R. H. : Le pays où vous êtes né, la Tunisie, et votre origine partiellement arabe reviennent souvent dans vos romans d’autofiction, mais indirectement en passant, comme ici, dans L’Eloignement  où vous rappelez  des souvenirs : «… je me promenais à dos de chameau dans le sud tunisien » (p. 22). À plusieurs reprises dans Fiction douce, et presque comme un leitmotiv : «… la ville arabe, la vie arabe, pensai-je. Il avait choisi pour vivre et pour mourir ce continent d’où je venais et où toujours j’étais tenté de retourner » (p. 50). Ce n’est ici pas de Tunis que vous parlez, mais de Tanger, je suppose, puisqu’on reconnaît le personnage de Paul Bowles, dans le vieil écrivain américain émigré que vous rencontrez. Mais aussi (p. 107-108) : « Était-ce le sang arabe qui nous réunissait tous ? Je n’en doutais pas. »  Ou encore (p. 120) : « J’ai souvent écrit sur le pouvoir des morts. À quoi sert-il d’être né en Afrique si l’on ne croit pas à ce service minimum de l’animisme ? ». Et la dernière phrase du livre : « Il m’aura certainement invité à traverser la mer, à revoir, un jour ou l’autre, mon pays natal, à partager ce retour et à y mettre un peu d’amour » (p. 203). Pourriez-vous parler de cette « origine », du sens de cet endroit que le narrateur appelle « mon pays », dans votre vie, dans votre œuvre ?

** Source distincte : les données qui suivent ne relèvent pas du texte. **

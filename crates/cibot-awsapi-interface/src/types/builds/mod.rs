mod build_arn;
mod build_outcome;
mod build_request;
mod build_status;
mod buildspec;
mod environment_variable;
mod source_type;
mod started_build;

pub use build_arn::BuildArn;
pub use build_outcome::BuildOutcome;
pub use build_request::{BuildRequest, BuildRequestBuilder};
pub use build_status::BuildStatus;
pub use buildspec::Buildspec;
pub use environment_variable::{EnvironmentVariable, EnvironmentVariableType};
pub use source_type::SourceType;
pub use started_build::StartedBuild;
use std::{fmt, str::FromStr};

use super::NotificationError;

/// EventBridge `detail-type` of the notifications handled here.
#[derive(Debug, Clone, Copy, PartialEq, Eq, Hash)]
pub enum NotificationKind {
    /// Branch or tag created, updated or deleted.
    RepositoryStateChange,
    /// Pull request created, updated, merged or closed.
    PullRequestStateChange,
    /// Build status transition.
    BuildStateChange,
}

impl NotificationKind {
    /// Convert kind to its `detail-type` value.
    pub fn to_str(self) -> &'static str {
        match self {
            Self::RepositoryStateChange => "CodeCommit Repository State Change",
            Self::PullRequestStateChange => "CodeCommit Pull Request State Change",
            Self::BuildStateChange => "CodeBuild Build State Change",
        }
    }
}

impl FromStr for NotificationKind {
    type Err = NotificationError;

    fn from_str(s: &str) -> Result<Self, Self::Err> {
        match s {
            "CodeCommit Repository State Change" => Ok(Self::RepositoryStateChange),
            "CodeCommit Pull Request State Change" => Ok(Self::PullRequestStateChange),
            "CodeBuild Build State Change" => Ok(Self::BuildStateChange),
            _ => Err(NotificationError::UnknownKind { kind: s.into() }),
        }
    }
}

impl fmt::Display for NotificationKind {
    fn fmt(&self, f: &mut fmt::Formatter<'_>) -> fmt::Result {
        f.write_str(self.to_str())
    }
}
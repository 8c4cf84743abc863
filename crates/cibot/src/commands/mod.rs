//! Commands.

use std::{io::Write, sync::Arc};

use async_trait::async_trait;
use cibot_awsapi_interface::{BuildService, RepositoryService};
use cibot_config::Config;
use cibot_core::{CoreContext, CoreModule};
use clap::Subcommand;
use tokio::sync::RwLock;

use self::{lambda::LambdaCommand, replay::ReplayCommand};
use crate::Result;

mod lambda;
mod replay;

pub(crate) struct CommandContext {
    pub config: Config,
    pub core_module: CoreModule,
    pub repository_service: Box<dyn RepositoryService>,
    pub build_service: Box<dyn BuildService>,
    pub writer: Arc<RwLock<dyn Write + Send + Sync>>,
}

impl CommandContext {
    pub fn as_core_context(&self) -> CoreContext {
        CoreContext {
            config: &self.config,
            core_module: &self.core_module,
            repository_service: self.repository_service.as_ref(),
            build_service: self.build_service.as_ref(),
        }
    }
}

#[async_trait]
pub(crate) trait Command {
    async fn execute(self, ctx: CommandContext) -> Result<()>;
}

/// Command
#[derive(Subcommand)]
pub(crate) enum SubCommand {
    Lambda(LambdaCommand),
    Replay(ReplayCommand),
}

#[async_trait]
impl Command for SubCommand {
    async fn execute(self, ctx: CommandContext) -> Result<()> {
        match self {
            Self::Lambda(sub) => sub.execute(ctx).await,
            Self::Replay(sub) => sub.execute(ctx).await,
        }
    }
}
use thiserror::Error;

use super::NotificationKind;

/// Notification parsing error.
#[allow(missing_docs)]
#[derive(Debug, Error)]
pub enum NotificationError {
    #[error("Malformed event envelope: {source}")]
    InvalidEnvelope { source: serde_json::Error },

    #[error("Missing field '{field}' in event")]
    MissingField { field: &'static str },

    #[error("Unexpected event received, detail-type: '{kind}'")]
    UnknownKind { kind: String },

    #[error("Malformed '{kind}' event detail: {source}")]
    InvalidDetail {
        kind: NotificationKind,
        source: serde_json::Error,
    },

    #[error("Event has no associated resource")]
    MissingResource,

    #[error("Malformed build ARN: '{arn}'")]
    InvalidBuildArn { arn: String },
}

R. de C. : J’ai déjà un peu répondu à cette question. « Mon pays » avait pour signification essentielle de ne pas l’être, de ne pas être « mon » pays, puisque mes parents nous répétaient à satiété que nous n’avions pas notre place sur cette terre arabe qui appartenait en réalité à des habitants dépossédés. Nous étions des habitants illégitimes, malgré les origines de ma mère et bien que ma famille paternelle ait vécu en Tunisie depuis 1903. Ma mère et ses deux sœurs  avaient souffert de racisme dans leur enfance, à cause de leur patronyme arabe, du nom de leur père. Elles étaient dans la situation de certains métis. Mais leur sang arabe n’était pas visible sur leur peau, sur leurs traits, ni dans leurs prénoms qui étaient chrétiens. Quand j’ai appris à écrire, ma mère m’a placé dans une école franco-arabe. J’ai donc appris simultanément les deux alphabets et j’ai appris à écrire une langue qu’en réalité je ne connaissais pas, je ne parlais pas. Ma grand-mère maternelle était la seule à bien parler, avec mon grand-oncle (son frère) la langue arabe.  Mon grand-père paternel, qui était commerçant en gros, la parlait aussi, assez bien, pour des raisons professionnelles. Mais personne d’autre ne la maîtrisait dans mon entourage. On ne connaissait que quelques expressions, quelques mots courants. Le paysage tunisien, les couleurs tunisiennes, la mer, le ciel, la végétation, les odeurs, l’architecture marquent définitivement une enfance. Mais c’est plus généralement la Méditerranée qui a envahi mon monde, puisque, à six ans, je l’ai traversée, sans la quitter, quand nous nous sommes installés à Montpellier, mes parents, mon frère et moi, ainsi qu’une partie de ma famille maternelle. En Italie non plus, je ne la quittais pas. Je commence à peine, maintenant que je retourne régulièrement à Montpellier où j’ai un petit appartement et où je vais souvent écrire, à mesurer ce que représente cette idée-là, d’une culture méditerranéenne, moi qui ai pourtant aussi le cœur et l’esprit tournés vers le Japon. Je ne voudrais pas m’épancher artificiellement sur l’idée d’origine, parce que, au fond, je crois moins à l’origine qu’à ce vers quoi l’on tend. Je pense moins au retour qu’au départ, même si je suis pathologiquement orienté vers le passé.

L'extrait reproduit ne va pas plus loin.